Неожиданно для себя я отметил, что мои переживания прекратились. Тревога ушла, оставив не успокоение, а странную зудящую пустоту. Я на время примирился с этим назойливым ощущением. Через час пустота рассосалась по всему телу. На секунду мне показалась безразличной судьба Бахатова — она представилась мне не присутствующей в жизни. Я почти насильно заставил себя сострадать и продолжал бодрствовать, пока эта эмоция не закрепилась. Но заснул я холодным и бесчувственным сном.
Утром позвонил Славик, водитель Тоболевского, и сказал, что мы можем ехать к Бахатову, а Микула Антонович обо всем договорился, но сейчас занят и с нами не поедет. Чуть помявшись, он добавил, что не сможет забрать меня из дому — ему не с руки, а подберет в центре, возле универмага, ровно в одиннадцать.
Я пришел раньше минут на пятнадцать. Вдруг меня осенило, что я забыл купить Бахатову вещевой гостинец. Баночки с икрой и фрукты уже лежали в кульке. Я пробежался по этажам универмага, размышляя, что бы купить, но так и не выбрал. Все вещи казались мне надуманными, бесполезными и совершенно неподарочными. Время поджимало, я заглянул в отдел хозяйственных товаров и понял, что попал по адресу. Мой взгляд сразу остановился на упаковке баночных пластиковых крышек. Это было то, что нужно. Во-первых, они напоминали о нашем детстве и первой Бахатова страсти грызть пробки и крышки, во-вторых, они являлись своеобразным реабилитационным тренажером, в котором, по всей вероятности, нуждался Бахатов.
Я не сразу заметил Славика, потому что он был не на обычной легковушке, как я ожидал, а на служебном «рафике». Машина предназначалась для грузовых перевозок, так как в ней убрали сиденья, оставив одно, рядом с водительским. Я досадливо подумал, что Тоболевский выделил неудобный транспорт — Бахатову даже присесть некуда. Но вспомнил, что он еще болен, нуждается во врачебной помощи и ехать не сможет.

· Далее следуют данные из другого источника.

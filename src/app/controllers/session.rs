//! The stamp being designed: state, route and map kept in step, saved after
//! every change.

use tracing::{debug, error, info};

use super::map::{MapPresenter, MapSurface};
use crate::app::domain::app_state::{AppState, UNTITLED};
use crate::app::domain::color::LineColor;
use crate::app::domain::destination::Destination;
use crate::app::domain::route::Route;
use crate::app::domain::template::{Template, TemplateCatalog};
use crate::app::infrastructure::error::Result;
use crate::app::infrastructure::token::{InOrder, Ticket};
use crate::app::services::export::ensure_exportable;
use crate::app::services::geocoder::GeocodeOutcome;
use crate::app::services::payment::CheckoutPayload;
use crate::app::services::persistence::StateStore;

/// A geocoding request handed out to a worker.
#[derive(Debug, Clone, PartialEq, Eq)]
pub struct LookupTicket {
    pub ticket: Ticket,
    pub name: String,
}

#[derive(Debug, Clone, Copy, PartialEq, Eq)]
pub enum GeocodeApplied {
    Added,
    NotFound,
}

/// A lookup whose result has reached the route, in the order it was started.
#[derive(Debug, Clone, PartialEq, Eq)]
pub struct SettledLookup {
    pub name: String,
    pub applied: GeocodeApplied,
}

pub struct StampSession<S: MapSurface> {
    state: AppState,
    route: Route,
    presenter: MapPresenter<S>,
    store: StateStore,
    lookups: InOrder<(String, GeocodeOutcome)>,
}

impl<S: MapSurface> StampSession<S> {
    /// Restore the saved stamp and start loading the map.
    pub fn new(surface: S, store: StateStore) -> Self {
        let state = store.load();
        let route = Route::from_destinations(state.destinations.clone());
        let mut presenter = MapPresenter::new(surface, &state.map_style_id, state.line_color);
        presenter.render(&route);
        presenter.init();
        info!(destinations = route.len(), template = %state.template_id, "session restored");
        Self {
            state,
            route,
            presenter,
            store,
            lookups: InOrder::new(),
        }
    }

    pub fn state(&self) -> &AppState {
        &self.state
    }

    pub fn route(&self) -> &Route {
        &self.route
    }

    pub fn presenter(&self) -> &MapPresenter<S> {
        &self.presenter
    }

    pub fn presenter_mut(&mut self) -> &mut MapPresenter<S> {
        &mut self.presenter
    }

    pub fn template(&self) -> &'static Template {
        TemplateCatalog::resolve(&self.state.template_id)
    }

    fn persist(&self) {
        if let Err(e) = self.store.save(&self.state) {
            error!(path = %self.store.path().display(), "Failed to save state: {}", e);
        }
    }

    fn sync_route(&mut self) {
        self.state.destinations = self.route.destinations().to_vec();
        self.presenter.render(&self.route);
        self.persist();
    }

    /// Start a lookup for `name`. Blank names start nothing.
    pub fn begin_geocode(&mut self, name: &str) -> Option<LookupTicket> {
        let name = name.trim();
        if name.is_empty() {
            return None;
        }
        let ticket = self.lookups.issue();
        debug!(name, ticket = ticket.value(), "geocode started");
        Some(LookupTicket {
            ticket,
            name: name.to_string(),
        })
    }

    /// Record a finished lookup and apply every result now in order.
    ///
    /// A result that beats an earlier lookup is held until that one lands,
    /// so the route keeps the order places were entered. Results for
    /// cancelled lookups are dropped and nothing settles.
    pub fn finish_geocode(
        &mut self,
        ticket: Ticket,
        name: &str,
        outcome: GeocodeOutcome,
    ) -> Vec<SettledLookup> {
        let Some(ready) = self
            .lookups
            .complete(ticket, (name.to_string(), outcome))
        else {
            debug!(name, ticket = ticket.value(), "dropping cancelled geocode result");
            return Vec::new();
        };
        if ready.is_empty() {
            debug!(name, ticket = ticket.value(), "holding geocode result for earlier lookups");
            return Vec::new();
        }

        let mut settled = Vec::with_capacity(ready.len());
        let mut added = false;
        for (name, outcome) in ready {
            let applied = match outcome {
                GeocodeOutcome::Found(coordinates) => {
                    self.route.push(Destination::new(&name, coordinates));
                    added = true;
                    GeocodeApplied::Added
                }
                GeocodeOutcome::NotFound | GeocodeOutcome::Failed(_) => GeocodeApplied::NotFound,
            };
            settled.push(SettledLookup { name, applied });
        }
        if added {
            self.sync_route();
        }
        settled
    }

    /// Removing a stop cancels lookups still in flight.
    pub fn remove_destination(&mut self, index: usize) -> bool {
        if !self.route.remove_destination(index) {
            return false;
        }
        let cancelled = self.lookups.cancel_all();
        if cancelled > 0 {
            debug!(cancelled, "route changed; pending lookups cancelled");
        }
        self.sync_route();
        true
    }

    /// A blank title becomes "Mi viaje".
    pub fn set_title(&mut self, title: &str) {
        self.state.title = if title.trim().is_empty() {
            UNTITLED.to_string()
        } else {
            title.to_string()
        };
        self.persist();
    }

    pub fn set_map_style(&mut self, style_id: &str) {
        self.state.map_style_id = style_id.to_string();
        self.presenter.set_style(style_id);
        self.persist();
    }

    pub fn set_line_color(&mut self, color: LineColor) {
        self.state.line_color = color;
        self.presenter.set_line_color(color);
        self.persist();
    }

    /// Unknown template ids are refused.
    pub fn set_template(&mut self, template_id: &str) -> bool {
        if TemplateCatalog::get(template_id).is_none() {
            return false;
        }
        self.state.template_id = template_id.to_string();
        self.persist();
        true
    }

    pub fn on_style_loaded(&mut self, ticket: Ticket) -> bool {
        self.presenter.on_style_loaded(ticket)
    }

    pub fn checkout_payload(&self) -> CheckoutPayload {
        CheckoutPayload {
            title: self.state.title.clone(),
            destinations: self.route.names().join(","),
            template_style: self.state.template_id.clone(),
        }
    }

    pub fn ensure_exportable(&self) -> Result<()> {
        ensure_exportable(&self.route)
    }
}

В половину двенадцатого мы подкатили к психиатрической клинике, где находился перевезенный из изолятора Бахатов. Оставив машину возле серых металлических ворот, сваренных из средневековых копий, мы зашли на территорию больницы. Там к нам присоединился еще один человек, парень из охраны Тоболевского. Он кивнул Славику, пожал мне руку и молча пошел вслед за нами.
Я удивился и обрадовался одновременно тому, что территория больничного комплекса неохраняема и совершенно не казарменного типа. Но, возможно, Бахатов находился в особом корпусе под милицейским надзором. А в целом, если бы не решетки на некоторых окнах, все напоминало парк вокруг скромного санатория.
Славик несколько раз шепотом уточнял у проходящих людей дорогу, и, наконец, мы подошли к двухэтажному старому зданию, стоящему особняком от остальных корпусов.
Я не успел прочесть табличку на входе, удостоверяющую суть данного заведения. Меня лишь порадовало полное отсутствие охраны и даже вахтера.
Мы прошли чуть вперед по сумрачному коридору в поисках административной двери. Из-за невидимого поворота появился доктор в зеленом переднике и спросил, что нам нужно. Славик неловко завозился с документами, потом он вместе с доктором отошел и стал под единственной на коридор лампой. Доктор бегло просмотрел бумажки и пригласил нас следовать за ним.
Вокруг царила церковная тишина, только вместо ладана нестерпимо пахло дезинфекцией. Чтобы хоть как-то разрядить эту едкую тишину, я запустил шутку, натянутую, как резиновая перчатка: — А тараканов у вас точно не водится. От такого запаха все передохнут!
Доктор с неожиданной прытью откликнулся на шутку: — Тараканов нет, зато крыс предостаточно! — и рассмеялся пугающим совиным смехом.
Славик солидарно покряхтел, но на лице его был религиозный испуг. Охранник Тоболевского оставался египетски нем.
Я вдруг спохватился, что веду себя фривольно и эгоистично и совсем не поинтересовался здоровьем Бахатова. Я выдержал паузу и степенно спросил: — А как чувствует себя пациент Сергей Бахатов?
— Хорошо, — откликнулся частушечным голосом доктор. — Чаек попивает, газетку почитывает.
— А когда его можно будет забрать?
— Да прямо сейчас. Юморист! — доктор открыл дверь в палату.
Я действительно ожидал увидеть Бахатова с чашкой дымящегося чая в руке, нежный свет настольной лампы и стопку газет на тумбочке возле кровати. Комната была черной и холодной. Доктор в два прихлопа нашарил выключатель, и на потолке вспыхнул тусклый медицинский плафон. Посреди комнаты стоял широкий оцинкованный стол, на котором лежал белый сверток размером с человека.